干擾CASC9表達對結直腸癌細胞增殖、凋亡的影響及其與miR-195-5p/CCND1軸的關系

梁峰，張瑋，王勝杰，黃曉夢，岳磊，武雪亮

1河北北方學院附屬第一醫院普通外科，河北張家口075000；2河北北方學院附屬第一醫院小兒外科；3河北北方學院附屬第一醫院醫務處

結直腸癌（CRC）是常見的惡性腫瘤之一，其發病率呈逐年上升和年輕化趨勢。盡管結直腸癌的診斷與治療已經取得了顯著進步，但其療效及預后仍不容樂觀。深入研究結直腸癌的發病機制有助于探索結直腸癌分子分型，為結直腸癌的治療提供新的靶點，實現結直腸癌的個體化治療。長鏈非編碼RNA（lncRNA）是指長度大于200 nt的非編碼RNA，廣泛參與調控腫瘤細胞的增殖、凋亡、侵襲、遷移等多種生物學過程。癌癥易感性候選基因9（CASC9）是具有致癌作用的lncRNA，在肝癌、非小細胞肺癌等多種惡性腫瘤中高度表達［1-2］。miR-195-5p是新發現的腫瘤相關miRNA，可通過抑制靶基因的表達發揮抑癌作用［3］。研究發現，lncRNA除了直接參與基因的表達調控外，也可作為一種競爭性內源RNA與miRNA相互調控，共同參與靶基因的表達，在腫瘤的發生發展過程中發揮重要作用［4］。細胞周期蛋白D1（CCND1）是細胞周期蛋白家族中高度保守的成員之一，CCND1功能失調引起細胞異常增殖，與多種腫瘤的進展密切相關。CCND1和miRNA在癌癥中的靶向關系已有報道，LIU等［5］研究發現，miR-138通過靶向CCND1抑制食管癌的生長和腫瘤發生；CAI等［6］研究發現，miR-186在肺腺癌中可以直接靶向CCND1、CDK2和CDK6。然而，CASC9、CCND1以及miR-195-5p/CCND1軸 在結直腸癌腫瘤發生發展中作用的相關研究較少。2020年6月—2021年6月，我們通過干擾結直腸癌細胞中CASC9的表達，觀察其對細胞增殖、凋亡的影響，并探討其作用機制與miR-195-5p/CCND1軸的關系，為結直腸癌的診斷和治療尋找新的靶點。

1 材料與方法

1.1 細胞、試劑與儀器人正常結腸黏膜上皮細胞系NCM460和結直腸癌細胞系SW480、SW620、HCT-116均購自中國科學院上海生命科學院細胞資源中心。RPMI1640培養液、胎牛血清（FBS）購自美國Gibco公司。0.25%胰蛋白酶、磷酸鹽緩沖液（PBS）購自北京索萊寶生物有限公司；RNA提取試劑盒、反轉錄試劑盒和qPCR試劑盒購自天根生化科技（北京）有限公司；LipofectamineTM2000試劑盒試劑購自美國Invitrogen公司；細胞計數試劑盒CCK-8購自上海碧云天生物科技有限公司。雙熒光素酶檢測試劑盒購自美國Promega公司。靶向CASC9的shRNA載 體、miR-195-5p mimics、miR-195-5p antagomir（anti-miR-195-5p）以及對應的陰性對照載體、所需引物購自廣州市銳博生物科技有限公司。流式細胞儀購于美國貝克曼庫爾特公司，實時熒光定量PCR儀購于美國賽默飛公司。

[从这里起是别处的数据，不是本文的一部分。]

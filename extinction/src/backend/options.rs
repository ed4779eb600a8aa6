//! Keyword options passed to backend constructors and queries

use std::collections::BTreeMap;
use std::fmt;

use serde::{Deserialize, Serialize};

/// A single option value.
#[derive(Debug, Clone, PartialEq, Serialize, Deserialize)]
#[serde(untagged)]
pub enum OptionValue {
    Bool(bool),
    Int(i64),
    Float(f64),
    Text(String),
}

impl fmt::Display for OptionValue {
    fn fmt(&self, f: &mut fmt::Formatter<'_>) -> fmt::Result {
        match self {
            OptionValue::Bool(v) => write!(f, "{v}"),
            OptionValue::Int(v) => write!(f, "{v}"),
            OptionValue::Float(v) => write!(f, "{v}"),
            OptionValue::Text(v) => write!(f, "'{v}'"),
        }
    }
}

impl From<bool> for OptionValue {
    fn from(v: bool) -> Self {
        OptionValue::Bool(v)
    }
}

impl From<i64> for OptionValue {
    fn from(v: i64) -> Self {
        OptionValue::Int(v)
    }
}

impl From<f64> for OptionValue {
    fn from(v: f64) -> Self {
        OptionValue::Float(v)
    }
}

impl From<&str> for OptionValue {
    fn from(v: &str) -> Self {
        OptionValue::Text(v.to_string())
    }
}

/// Ordered keyword options, e.g. `max_samples = 0` or `mode = 'best'`.
#[derive(Debug, Clone, Default, PartialEq, Serialize, Deserialize)]
#[serde(transparent)]
pub struct Options(BTreeMap<String, OptionValue>);

impl Options {
    pub fn new() -> Self {
        Self::default()
    }

    /// Builder-style insert
    pub fn with(mut self, key: &str, value: impl Into<OptionValue>) -> Self {
        self.0.insert(key.to_string(), value.into());
        self
    }

    pub fn get(&self, key: &str) -> Option<&OptionValue> {
        self.0.get(key)
    }

    pub fn get_bool(&self, key: &str) -> Option<bool> {
        match self.0.get(key) {
            Some(OptionValue::Bool(v)) => Some(*v),
            _ => None,
        }
    }

    pub fn get_int(&self, key: &str) -> Option<i64> {
        match self.0.get(key) {
            Some(OptionValue::Int(v)) => Some(*v),
            _ => None,
        }
    }

    /// Float lookup; integers are widened
    pub fn get_float(&self, key: &str) -> Option<f64> {
        match self.0.get(key) {
            Some(OptionValue::Float(v)) => Some(*v),
            Some(OptionValue::Int(v)) => Some(*v as f64),
            _ => None,
        }
    }

    pub fn get_str(&self, key: &str) -> Option<&str> {
        match self.0.get(key) {
            Some(OptionValue::Text(v)) => Some(v.as_str()),
            _ => None,
        }
    }

    pub fn is_empty(&self) -> bool {
        self.0.is_empty()
    }

    pub fn len(&self) -> usize {
        self.0.len()
    }

    pub fn iter(&self) -> impl Iterator<Item = (&str, &OptionValue)> {
        self.0.iter().map(|(k, v)| (k.as_str(), v))
    }
}

impl fmt::Display for Options {
    fn fmt(&self, f: &mut fmt::Formatter<'_>) -> fmt::Result {
        let parts: Vec<String> = self.iter().map(|(k, v)| format!("{k}={v}")).collect();
        write!(f, "{}", parts.join(", "))
    }
}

1.2 細胞培養取NCM460、SW480、SW620、HCT-116細胞，常規培養于含10%FBS的RPMI1640培養基中，置于37℃、5% CO2恒溫箱中培養。當細胞融合密度達到80%左右，加入0.25%胰蛋白酶消化，進行細胞傳代處理，每2～3 d傳代1次。

1.3 高表達CASC9結直腸癌細胞的篩選采用實時熒光定量PCR法檢測四種細胞中的CASC9表達。取對數生長期細胞，加入TRIzol試劑提取總RNA，逆轉錄合成cDNA。以1μL cDNA為模板，按照RTqPCR試劑盒說明書的步驟，進行RT-qPCR擴增。反應體系：SYBR Premix Ex TaqⅡ10 μL，PCR For?ward Primer 0.4 μL，PCR Reverse Primer 0.4 μL，ROX Reference Dye 0.4 μL，cDNA模板1 μL，ddH2O 7.8 μL。引物序列見表1。反應條件：95℃預變性30 s，95℃變性5 s，60℃退火34 s，68℃延伸45 s，共40個循環。產物經瓊脂電泳，以Labworks 4.5圖像分析系統進行分析。以GAPDH為內參，計算CASC9的相對表達量。取CASC9表達與正常結腸黏膜上皮細胞差異最明顯的結直腸癌細胞用于后續實驗。

表1 CASC9基因及內參GAPDH引物序列

1.4 高表達CASC9結直腸癌細胞分組與轉染取表達CASC9最高的結直腸癌細胞，隨機分為CASC9干擾組和干擾對照組。將細胞接種于6孔板中，待細胞生長至密度達到70%時，采用LipofectamineTM2000試劑分別將shRNA-CASC9轉染至CASC9干擾組、sh-NC轉染至干擾對照組。轉染后6 h后更換新鮮培養基，繼續培養72 h。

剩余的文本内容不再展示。